Exercise prompt:
Set down, character for character, everything in the records below from the line holding "number of results)." down to the line holding "day/time conflict detection.", and no other line.

Provided records:
..............................

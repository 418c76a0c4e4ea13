//! Course timetabling engine.
//!
//! Assigns each of N independent courses exactly one section (a concrete
//! time-slotted offering) such that no two chosen sections overlap in time
//! on a shared day, subject to user constraints (earliest/latest allowed
//! time, full/at-risk section policy, a cap on full sections per result,
//! and a cap on the number of results).
//!
//! # Components
//!
//! - **[`parse`]**: Day tokens, 24-hour clock times, and the schedule-string
//!   parser that turns `"MW 10:00 AM - 11:30 AM"` into a normalized
//!   [`TimeSlot`](parse::TimeSlot).
//! - **[`model`]**: Immutable value records — [`Section`](model::Section),
//!   [`Constraints`](model::Constraints), and the
//!   [`Timetable`](model::Timetable) result record.
//! - **[`rules`]**: Per-section predicates — scalar viability and pairwise
//!   day/time conflict detection.
//! - **[`search`]**: Depth-first backtracking over courses with pruning,
//!   execution statistics, and an optional trace log.
//! - **[`ingest`]**: CSV dataset loading (simple and real-dataset formats).
//! - **[`config`]**: Constraints loading from YAML or JSON files.
//! - **[`datagen`]**: Synthetic problem instance generation for
//!   benchmarking and scalability testing.
//! - **[`verify`]**: Pluggable exact-solver seam for cross-validating the
//!   backtracking engine against an independent feasibility check.
//!
//! # Architecture
//!
//! The search engine is single-threaded and synchronous: one invocation
//! owns its selection stack, result list, and statistics exclusively, so
//! independent invocations may be run in parallel by the host without any
//! synchronization. Presentation (CLI, TUI, output formatting) is out of
//! scope and belongs to consumers.

pub mod config;
pub mod datagen;
pub mod ingest;
pub mod model;
pub mod parse;
pub mod rules;
pub mod search;
pub mod verify;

..............................

Answer area:
//! and a cap on the number of results).
//!
//! # Components
//!
//! - **[`parse`]**: Day tokens, 24-hour clock times, and the schedule-string
//!   parser that turns `"MW 10:00 AM - 11:30 AM"` into a normalized
//!   [`TimeSlot`](parse::TimeSlot).
//! - **[`model`]**: Immutable value records — [`Section`](model::Section),
//!   [`Constraints`](model::Constraints), and the
//!   [`Timetable`](model::Timetable) result record.
//! - **[`rules`]**: Per-section predicates — scalar viability and pairwise
//!   day/time conflict detection.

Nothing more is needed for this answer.